SOURCE MATERIAL Start Marker

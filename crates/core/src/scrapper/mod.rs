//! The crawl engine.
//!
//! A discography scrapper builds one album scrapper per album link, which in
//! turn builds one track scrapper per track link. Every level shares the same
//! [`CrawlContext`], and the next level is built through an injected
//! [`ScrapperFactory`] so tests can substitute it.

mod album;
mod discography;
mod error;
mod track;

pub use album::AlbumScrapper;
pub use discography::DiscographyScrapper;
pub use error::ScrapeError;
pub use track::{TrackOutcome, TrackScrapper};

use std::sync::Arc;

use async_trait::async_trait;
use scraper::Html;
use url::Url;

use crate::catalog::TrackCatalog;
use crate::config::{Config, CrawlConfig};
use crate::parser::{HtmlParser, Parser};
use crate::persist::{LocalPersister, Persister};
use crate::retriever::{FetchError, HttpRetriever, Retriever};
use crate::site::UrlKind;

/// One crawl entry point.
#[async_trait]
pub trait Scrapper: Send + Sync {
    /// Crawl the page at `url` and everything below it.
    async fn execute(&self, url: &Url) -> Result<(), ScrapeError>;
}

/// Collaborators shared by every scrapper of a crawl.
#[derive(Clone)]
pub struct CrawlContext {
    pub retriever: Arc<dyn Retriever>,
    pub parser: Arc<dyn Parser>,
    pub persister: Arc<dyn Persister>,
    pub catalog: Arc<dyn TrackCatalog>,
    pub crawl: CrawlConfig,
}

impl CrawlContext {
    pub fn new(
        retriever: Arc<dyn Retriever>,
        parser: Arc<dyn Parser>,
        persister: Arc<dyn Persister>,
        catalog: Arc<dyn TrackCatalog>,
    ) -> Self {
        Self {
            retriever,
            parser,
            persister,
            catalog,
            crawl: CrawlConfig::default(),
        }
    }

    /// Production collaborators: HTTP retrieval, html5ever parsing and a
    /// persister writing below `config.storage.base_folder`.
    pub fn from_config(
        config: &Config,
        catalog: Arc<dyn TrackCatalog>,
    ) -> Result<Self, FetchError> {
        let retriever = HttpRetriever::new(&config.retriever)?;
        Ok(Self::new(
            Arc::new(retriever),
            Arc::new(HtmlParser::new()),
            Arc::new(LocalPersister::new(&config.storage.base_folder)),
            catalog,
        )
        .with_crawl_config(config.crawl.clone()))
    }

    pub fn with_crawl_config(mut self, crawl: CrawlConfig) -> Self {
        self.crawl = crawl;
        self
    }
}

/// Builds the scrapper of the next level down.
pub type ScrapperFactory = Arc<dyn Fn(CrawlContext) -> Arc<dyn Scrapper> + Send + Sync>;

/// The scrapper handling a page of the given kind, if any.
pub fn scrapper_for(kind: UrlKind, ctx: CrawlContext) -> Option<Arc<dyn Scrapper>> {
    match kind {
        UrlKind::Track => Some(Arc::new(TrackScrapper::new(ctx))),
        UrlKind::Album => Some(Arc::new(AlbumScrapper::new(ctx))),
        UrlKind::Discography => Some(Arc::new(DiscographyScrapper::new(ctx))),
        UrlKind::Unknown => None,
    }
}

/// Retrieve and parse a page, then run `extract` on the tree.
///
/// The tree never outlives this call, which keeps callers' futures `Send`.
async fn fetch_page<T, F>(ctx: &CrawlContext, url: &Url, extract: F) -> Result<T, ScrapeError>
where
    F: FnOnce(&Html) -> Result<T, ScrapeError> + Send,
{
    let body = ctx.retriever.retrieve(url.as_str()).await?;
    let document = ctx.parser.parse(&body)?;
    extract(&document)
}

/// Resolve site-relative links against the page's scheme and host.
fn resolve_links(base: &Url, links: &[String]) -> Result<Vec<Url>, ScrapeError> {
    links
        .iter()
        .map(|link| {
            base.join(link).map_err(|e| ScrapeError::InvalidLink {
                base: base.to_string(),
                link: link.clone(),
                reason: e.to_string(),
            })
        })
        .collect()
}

SOURCE MATERIAL End Marker
SOURCE MATERIAL Start Marker

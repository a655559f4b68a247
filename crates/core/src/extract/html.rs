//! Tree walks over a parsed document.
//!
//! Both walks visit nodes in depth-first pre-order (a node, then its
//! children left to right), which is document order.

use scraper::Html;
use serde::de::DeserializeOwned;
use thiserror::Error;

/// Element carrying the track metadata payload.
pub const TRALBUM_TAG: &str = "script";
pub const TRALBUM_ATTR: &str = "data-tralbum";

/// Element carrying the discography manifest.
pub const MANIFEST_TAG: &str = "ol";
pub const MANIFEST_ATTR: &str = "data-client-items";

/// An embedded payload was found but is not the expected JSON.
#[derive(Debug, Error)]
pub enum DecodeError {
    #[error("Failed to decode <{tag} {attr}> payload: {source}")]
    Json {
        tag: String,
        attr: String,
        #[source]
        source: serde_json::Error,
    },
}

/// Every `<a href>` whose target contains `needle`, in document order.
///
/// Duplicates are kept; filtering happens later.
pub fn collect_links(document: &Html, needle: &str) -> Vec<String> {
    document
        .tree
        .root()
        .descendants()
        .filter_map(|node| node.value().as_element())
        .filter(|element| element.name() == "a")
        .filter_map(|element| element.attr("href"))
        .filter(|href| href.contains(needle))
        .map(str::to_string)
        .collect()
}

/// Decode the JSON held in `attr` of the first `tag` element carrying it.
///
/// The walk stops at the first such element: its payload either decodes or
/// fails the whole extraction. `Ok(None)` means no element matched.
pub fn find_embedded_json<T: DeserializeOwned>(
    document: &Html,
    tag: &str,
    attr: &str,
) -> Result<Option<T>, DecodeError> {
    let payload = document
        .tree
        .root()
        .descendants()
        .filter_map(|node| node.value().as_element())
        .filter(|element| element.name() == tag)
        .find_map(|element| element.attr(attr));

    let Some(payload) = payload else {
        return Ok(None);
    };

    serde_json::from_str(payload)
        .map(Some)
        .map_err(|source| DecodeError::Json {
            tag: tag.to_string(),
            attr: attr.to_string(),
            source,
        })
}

SOURCE MATERIAL End Marker
SOURCE MATERIAL Start Marker

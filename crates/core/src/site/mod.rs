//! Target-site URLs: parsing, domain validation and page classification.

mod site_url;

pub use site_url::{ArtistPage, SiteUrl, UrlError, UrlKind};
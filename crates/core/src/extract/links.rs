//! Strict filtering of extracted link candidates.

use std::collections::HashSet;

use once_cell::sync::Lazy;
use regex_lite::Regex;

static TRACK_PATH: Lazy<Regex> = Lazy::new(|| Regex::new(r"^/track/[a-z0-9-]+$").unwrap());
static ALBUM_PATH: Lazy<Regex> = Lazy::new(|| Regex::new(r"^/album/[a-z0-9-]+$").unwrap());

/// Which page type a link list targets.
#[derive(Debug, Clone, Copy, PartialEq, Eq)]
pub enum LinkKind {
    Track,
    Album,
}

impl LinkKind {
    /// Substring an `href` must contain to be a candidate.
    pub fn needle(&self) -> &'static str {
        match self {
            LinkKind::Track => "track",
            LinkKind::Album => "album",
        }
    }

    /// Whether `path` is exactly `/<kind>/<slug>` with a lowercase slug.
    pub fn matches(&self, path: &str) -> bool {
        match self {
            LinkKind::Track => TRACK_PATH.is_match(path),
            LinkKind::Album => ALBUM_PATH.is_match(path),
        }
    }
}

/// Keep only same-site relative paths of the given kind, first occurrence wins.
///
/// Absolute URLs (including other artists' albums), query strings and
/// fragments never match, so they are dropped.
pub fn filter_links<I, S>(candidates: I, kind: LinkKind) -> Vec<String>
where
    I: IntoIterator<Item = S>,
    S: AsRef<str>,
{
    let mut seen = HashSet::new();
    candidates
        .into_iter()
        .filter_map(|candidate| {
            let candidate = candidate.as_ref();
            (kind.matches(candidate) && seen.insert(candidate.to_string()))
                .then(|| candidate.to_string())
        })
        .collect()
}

SOURCE MATERIAL End Marker

**TASK**: Reproduce, character for character, only the lines of the preceding data that start at the line with "filename crates/core/src/scrapper/mod.rs" and end at the line with "parsing and a", both included.

**WRITTEN RESPONSE**:
filename crates/core/src/scrapper/mod.rs
//! The crawl engine.
//!
//! A discography scrapper builds one album scrapper per album link, which in
//! turn builds one track scrapper per track link. Every level shares the same
//! [`CrawlContext`], and the next level is built through an injected
//! [`ScrapperFactory`] so tests can substitute it.

mod album;
mod discography;
mod error;
mod track;

pub use album::AlbumScrapper;
pub use discography::DiscographyScrapper;
pub use error::ScrapeError;
pub use track::{TrackOutcome, TrackScrapper};

use std::sync::Arc;

use async_trait::async_trait;
use scraper::Html;
use url::Url;

use crate::catalog::TrackCatalog;
use crate::config::{Config, CrawlConfig};
use crate::parser::{HtmlParser, Parser};
use crate::persist::{LocalPersister, Persister};
use crate::retriever::{FetchError, HttpRetriever, Retriever};
use crate::site::UrlKind;

/// One crawl entry point.
#[async_trait]
pub trait Scrapper: Send + Sync {
    /// Crawl the page at `url` and everything below it.
    async fn execute(&self, url: &Url) -> Result<(), ScrapeError>;
}

/// Collaborators shared by every scrapper of a crawl.
#[derive(Clone)]
pub struct CrawlContext {
    pub retriever: Arc<dyn Retriever>,
    pub parser: Arc<dyn Parser>,
    pub persister: Arc<dyn Persister>,
    pub catalog: Arc<dyn TrackCatalog>,
    pub crawl: CrawlConfig,
}

impl CrawlContext {
    pub fn new(
        retriever: Arc<dyn Retriever>,
        parser: Arc<dyn Parser>,
        persister: Arc<dyn Persister>,
        catalog: Arc<dyn TrackCatalog>,
    ) -> Self {
        Self {
            retriever,
            parser,
            persister,
            catalog,
            crawl: CrawlConfig::default(),
        }
    }

    /// Production collaborators: HTTP retrieval, html5ever parsing and a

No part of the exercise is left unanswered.